Collection entries:
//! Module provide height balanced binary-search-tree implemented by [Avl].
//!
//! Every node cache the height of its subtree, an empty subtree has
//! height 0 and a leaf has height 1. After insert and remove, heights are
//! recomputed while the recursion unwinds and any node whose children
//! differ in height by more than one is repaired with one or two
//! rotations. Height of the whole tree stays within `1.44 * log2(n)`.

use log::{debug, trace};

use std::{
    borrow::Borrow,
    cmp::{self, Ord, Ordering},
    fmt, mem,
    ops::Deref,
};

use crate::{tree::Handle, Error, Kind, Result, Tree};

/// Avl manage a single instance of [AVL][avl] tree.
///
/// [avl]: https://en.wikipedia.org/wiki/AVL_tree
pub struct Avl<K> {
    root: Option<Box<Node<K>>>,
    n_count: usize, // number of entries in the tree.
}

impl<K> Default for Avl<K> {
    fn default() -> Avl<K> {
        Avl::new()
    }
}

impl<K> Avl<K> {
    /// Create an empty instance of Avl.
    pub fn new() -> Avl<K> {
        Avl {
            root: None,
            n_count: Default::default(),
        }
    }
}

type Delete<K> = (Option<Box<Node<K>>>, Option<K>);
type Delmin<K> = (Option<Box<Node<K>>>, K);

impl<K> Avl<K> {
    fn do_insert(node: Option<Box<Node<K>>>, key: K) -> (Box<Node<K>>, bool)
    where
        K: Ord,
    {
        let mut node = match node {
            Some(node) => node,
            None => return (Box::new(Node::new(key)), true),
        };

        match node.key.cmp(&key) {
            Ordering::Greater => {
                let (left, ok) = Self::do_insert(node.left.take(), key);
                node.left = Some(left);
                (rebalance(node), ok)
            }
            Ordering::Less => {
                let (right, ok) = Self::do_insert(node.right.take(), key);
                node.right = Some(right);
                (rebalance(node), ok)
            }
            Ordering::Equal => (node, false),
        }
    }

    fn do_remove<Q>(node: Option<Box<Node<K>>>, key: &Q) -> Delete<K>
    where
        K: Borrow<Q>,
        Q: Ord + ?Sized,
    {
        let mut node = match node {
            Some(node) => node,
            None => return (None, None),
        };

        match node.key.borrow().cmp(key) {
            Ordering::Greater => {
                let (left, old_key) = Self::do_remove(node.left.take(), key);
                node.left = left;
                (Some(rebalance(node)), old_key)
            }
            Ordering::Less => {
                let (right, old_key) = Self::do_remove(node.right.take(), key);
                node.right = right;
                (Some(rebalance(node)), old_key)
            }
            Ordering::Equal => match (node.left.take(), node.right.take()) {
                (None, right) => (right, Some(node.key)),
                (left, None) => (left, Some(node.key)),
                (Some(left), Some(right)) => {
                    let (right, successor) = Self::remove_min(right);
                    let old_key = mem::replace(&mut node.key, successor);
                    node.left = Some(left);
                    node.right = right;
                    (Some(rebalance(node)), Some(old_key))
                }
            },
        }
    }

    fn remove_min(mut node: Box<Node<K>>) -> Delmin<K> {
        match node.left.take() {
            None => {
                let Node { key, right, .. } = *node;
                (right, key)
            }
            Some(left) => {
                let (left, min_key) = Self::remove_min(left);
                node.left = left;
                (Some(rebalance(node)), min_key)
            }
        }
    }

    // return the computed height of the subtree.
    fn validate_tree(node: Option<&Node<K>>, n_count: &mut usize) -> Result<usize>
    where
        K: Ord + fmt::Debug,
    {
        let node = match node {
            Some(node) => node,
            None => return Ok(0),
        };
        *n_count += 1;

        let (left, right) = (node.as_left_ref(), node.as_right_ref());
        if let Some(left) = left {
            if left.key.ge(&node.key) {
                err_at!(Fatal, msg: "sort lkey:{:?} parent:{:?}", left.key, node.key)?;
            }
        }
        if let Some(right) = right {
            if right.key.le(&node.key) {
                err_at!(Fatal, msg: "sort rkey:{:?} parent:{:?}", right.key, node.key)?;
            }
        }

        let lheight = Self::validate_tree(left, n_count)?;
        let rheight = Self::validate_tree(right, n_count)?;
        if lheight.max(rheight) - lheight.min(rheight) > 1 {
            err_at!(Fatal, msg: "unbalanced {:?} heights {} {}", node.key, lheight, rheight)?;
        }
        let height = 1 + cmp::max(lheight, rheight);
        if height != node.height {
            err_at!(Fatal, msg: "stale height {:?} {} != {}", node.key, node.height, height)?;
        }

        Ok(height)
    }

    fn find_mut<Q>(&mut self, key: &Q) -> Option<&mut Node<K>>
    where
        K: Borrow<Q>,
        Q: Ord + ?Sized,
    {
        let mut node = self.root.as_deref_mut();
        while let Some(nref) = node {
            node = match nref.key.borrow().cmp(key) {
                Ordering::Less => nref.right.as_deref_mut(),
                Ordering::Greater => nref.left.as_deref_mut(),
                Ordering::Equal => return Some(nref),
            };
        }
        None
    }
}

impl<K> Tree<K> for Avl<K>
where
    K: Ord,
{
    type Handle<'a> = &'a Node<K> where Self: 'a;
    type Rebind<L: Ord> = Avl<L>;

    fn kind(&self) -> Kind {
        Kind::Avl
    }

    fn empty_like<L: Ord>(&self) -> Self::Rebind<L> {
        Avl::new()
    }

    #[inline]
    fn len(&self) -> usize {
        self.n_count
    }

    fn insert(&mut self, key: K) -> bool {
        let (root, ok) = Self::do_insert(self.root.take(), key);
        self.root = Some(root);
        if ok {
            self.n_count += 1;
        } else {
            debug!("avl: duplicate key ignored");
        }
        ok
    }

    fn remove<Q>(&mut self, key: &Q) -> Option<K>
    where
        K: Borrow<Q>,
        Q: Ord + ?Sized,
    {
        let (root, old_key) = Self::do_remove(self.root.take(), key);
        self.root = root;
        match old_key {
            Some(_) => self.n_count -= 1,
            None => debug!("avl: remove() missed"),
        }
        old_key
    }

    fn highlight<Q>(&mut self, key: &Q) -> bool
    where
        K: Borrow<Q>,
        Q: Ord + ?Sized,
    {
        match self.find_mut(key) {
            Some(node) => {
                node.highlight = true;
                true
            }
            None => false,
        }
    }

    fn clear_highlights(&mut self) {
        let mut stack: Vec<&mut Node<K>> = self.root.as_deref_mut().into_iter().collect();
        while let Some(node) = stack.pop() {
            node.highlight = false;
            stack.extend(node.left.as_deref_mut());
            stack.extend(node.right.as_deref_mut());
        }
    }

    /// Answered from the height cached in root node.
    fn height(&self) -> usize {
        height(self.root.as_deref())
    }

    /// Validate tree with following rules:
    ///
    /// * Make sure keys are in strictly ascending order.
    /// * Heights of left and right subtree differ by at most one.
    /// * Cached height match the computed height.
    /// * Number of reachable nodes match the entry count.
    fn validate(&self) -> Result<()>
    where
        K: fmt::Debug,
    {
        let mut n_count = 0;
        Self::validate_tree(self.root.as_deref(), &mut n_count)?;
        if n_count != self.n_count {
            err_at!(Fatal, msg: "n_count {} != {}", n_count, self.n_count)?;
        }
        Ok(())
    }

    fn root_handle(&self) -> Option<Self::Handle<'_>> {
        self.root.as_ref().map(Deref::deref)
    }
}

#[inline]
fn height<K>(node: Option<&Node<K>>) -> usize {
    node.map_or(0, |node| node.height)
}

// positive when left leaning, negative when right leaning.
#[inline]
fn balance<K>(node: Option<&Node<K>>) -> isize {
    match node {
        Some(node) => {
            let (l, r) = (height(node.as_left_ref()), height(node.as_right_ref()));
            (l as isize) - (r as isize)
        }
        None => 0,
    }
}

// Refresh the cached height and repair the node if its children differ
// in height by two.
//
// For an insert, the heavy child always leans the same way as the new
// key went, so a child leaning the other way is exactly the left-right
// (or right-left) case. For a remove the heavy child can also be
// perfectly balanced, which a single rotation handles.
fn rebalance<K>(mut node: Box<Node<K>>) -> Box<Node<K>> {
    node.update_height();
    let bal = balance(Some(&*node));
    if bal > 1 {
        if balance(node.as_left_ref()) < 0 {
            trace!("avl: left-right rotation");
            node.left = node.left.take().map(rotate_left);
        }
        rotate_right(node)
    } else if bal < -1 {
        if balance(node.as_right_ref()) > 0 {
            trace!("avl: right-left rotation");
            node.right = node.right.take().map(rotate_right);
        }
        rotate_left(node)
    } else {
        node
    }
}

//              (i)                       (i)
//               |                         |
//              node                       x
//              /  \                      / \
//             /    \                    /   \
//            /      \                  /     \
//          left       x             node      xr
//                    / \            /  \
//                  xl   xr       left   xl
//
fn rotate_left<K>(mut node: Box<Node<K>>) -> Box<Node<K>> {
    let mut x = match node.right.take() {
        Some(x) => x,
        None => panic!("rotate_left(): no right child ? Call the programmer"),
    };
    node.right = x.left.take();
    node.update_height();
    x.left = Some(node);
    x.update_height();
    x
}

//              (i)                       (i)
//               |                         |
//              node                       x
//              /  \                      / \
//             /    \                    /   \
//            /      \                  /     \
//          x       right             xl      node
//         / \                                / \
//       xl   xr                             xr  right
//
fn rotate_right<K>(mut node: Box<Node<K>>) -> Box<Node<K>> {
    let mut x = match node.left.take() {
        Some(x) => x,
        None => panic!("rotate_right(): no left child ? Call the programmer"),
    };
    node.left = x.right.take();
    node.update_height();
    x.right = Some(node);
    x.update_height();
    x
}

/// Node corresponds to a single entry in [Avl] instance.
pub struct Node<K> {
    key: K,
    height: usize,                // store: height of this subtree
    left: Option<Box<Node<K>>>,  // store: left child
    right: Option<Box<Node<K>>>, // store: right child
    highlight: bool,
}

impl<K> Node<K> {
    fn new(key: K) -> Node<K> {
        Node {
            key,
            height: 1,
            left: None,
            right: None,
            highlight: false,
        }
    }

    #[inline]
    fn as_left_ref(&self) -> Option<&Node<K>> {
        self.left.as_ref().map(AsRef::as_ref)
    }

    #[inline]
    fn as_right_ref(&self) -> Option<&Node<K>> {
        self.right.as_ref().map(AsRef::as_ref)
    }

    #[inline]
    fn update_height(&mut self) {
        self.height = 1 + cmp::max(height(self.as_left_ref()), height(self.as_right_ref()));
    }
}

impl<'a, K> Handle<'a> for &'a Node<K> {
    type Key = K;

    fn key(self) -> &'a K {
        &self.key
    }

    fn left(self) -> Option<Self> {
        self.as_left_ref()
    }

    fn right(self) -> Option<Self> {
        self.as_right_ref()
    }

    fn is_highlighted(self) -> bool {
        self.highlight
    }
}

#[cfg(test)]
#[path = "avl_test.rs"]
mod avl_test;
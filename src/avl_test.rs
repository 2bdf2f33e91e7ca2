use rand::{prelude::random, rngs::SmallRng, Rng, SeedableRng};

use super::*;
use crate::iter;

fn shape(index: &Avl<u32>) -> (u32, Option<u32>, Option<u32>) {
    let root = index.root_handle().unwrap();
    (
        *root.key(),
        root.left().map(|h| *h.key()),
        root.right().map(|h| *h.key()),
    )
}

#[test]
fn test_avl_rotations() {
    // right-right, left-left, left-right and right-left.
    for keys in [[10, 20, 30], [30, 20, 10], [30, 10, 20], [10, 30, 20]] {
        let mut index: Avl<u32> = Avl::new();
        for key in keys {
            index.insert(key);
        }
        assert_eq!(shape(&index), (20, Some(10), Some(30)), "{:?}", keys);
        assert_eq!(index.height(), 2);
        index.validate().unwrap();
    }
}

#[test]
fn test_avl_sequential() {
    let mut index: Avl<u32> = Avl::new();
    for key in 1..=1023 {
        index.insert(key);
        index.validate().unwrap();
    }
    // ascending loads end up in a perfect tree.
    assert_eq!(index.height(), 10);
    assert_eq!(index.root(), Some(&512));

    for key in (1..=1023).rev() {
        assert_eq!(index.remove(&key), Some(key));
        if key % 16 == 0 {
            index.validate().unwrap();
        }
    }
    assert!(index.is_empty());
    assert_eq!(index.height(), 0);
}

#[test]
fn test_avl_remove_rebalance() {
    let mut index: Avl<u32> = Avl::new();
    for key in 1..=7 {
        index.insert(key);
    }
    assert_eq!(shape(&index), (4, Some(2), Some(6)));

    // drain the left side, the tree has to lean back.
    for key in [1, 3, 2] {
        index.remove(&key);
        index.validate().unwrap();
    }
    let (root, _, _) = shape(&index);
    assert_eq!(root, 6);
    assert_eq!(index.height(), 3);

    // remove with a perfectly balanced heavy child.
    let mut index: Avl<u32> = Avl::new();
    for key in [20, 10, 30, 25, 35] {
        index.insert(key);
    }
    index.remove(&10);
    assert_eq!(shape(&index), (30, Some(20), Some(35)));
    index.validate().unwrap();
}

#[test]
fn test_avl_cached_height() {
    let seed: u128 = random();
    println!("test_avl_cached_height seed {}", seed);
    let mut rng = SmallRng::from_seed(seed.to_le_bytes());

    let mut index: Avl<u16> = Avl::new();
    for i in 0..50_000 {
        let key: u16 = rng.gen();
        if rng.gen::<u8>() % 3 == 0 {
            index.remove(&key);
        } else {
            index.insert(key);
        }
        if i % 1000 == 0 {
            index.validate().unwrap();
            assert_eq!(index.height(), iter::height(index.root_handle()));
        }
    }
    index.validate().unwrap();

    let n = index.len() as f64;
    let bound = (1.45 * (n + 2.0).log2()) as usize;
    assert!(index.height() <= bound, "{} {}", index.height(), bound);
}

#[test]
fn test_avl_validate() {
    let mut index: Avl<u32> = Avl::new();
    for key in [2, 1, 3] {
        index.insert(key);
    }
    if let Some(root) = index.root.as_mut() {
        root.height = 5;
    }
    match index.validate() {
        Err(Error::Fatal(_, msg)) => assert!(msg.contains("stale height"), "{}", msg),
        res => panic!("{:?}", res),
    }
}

WHAT YOU WILL DO — Above are the records; from them, give again exactly the lines from the one containing "for key in [1, 3, 2]" to the one containing "index.remove(&10);", both lines included, and nothing more.

EXERCISE SOLUTION —
    for key in [1, 3, 2] {
        index.remove(&key);
        index.validate().unwrap();
    }
    let (root, _, _) = shape(&index);
    assert_eq!(root, 6);
    assert_eq!(index.height(), 3);

    // remove with a perfectly balanced heavy child.
    let mut index: Avl<u32> = Avl::new();
    for key in [20, 10, 30, 25, 35] {
        index.insert(key);
    }
    index.remove(&10);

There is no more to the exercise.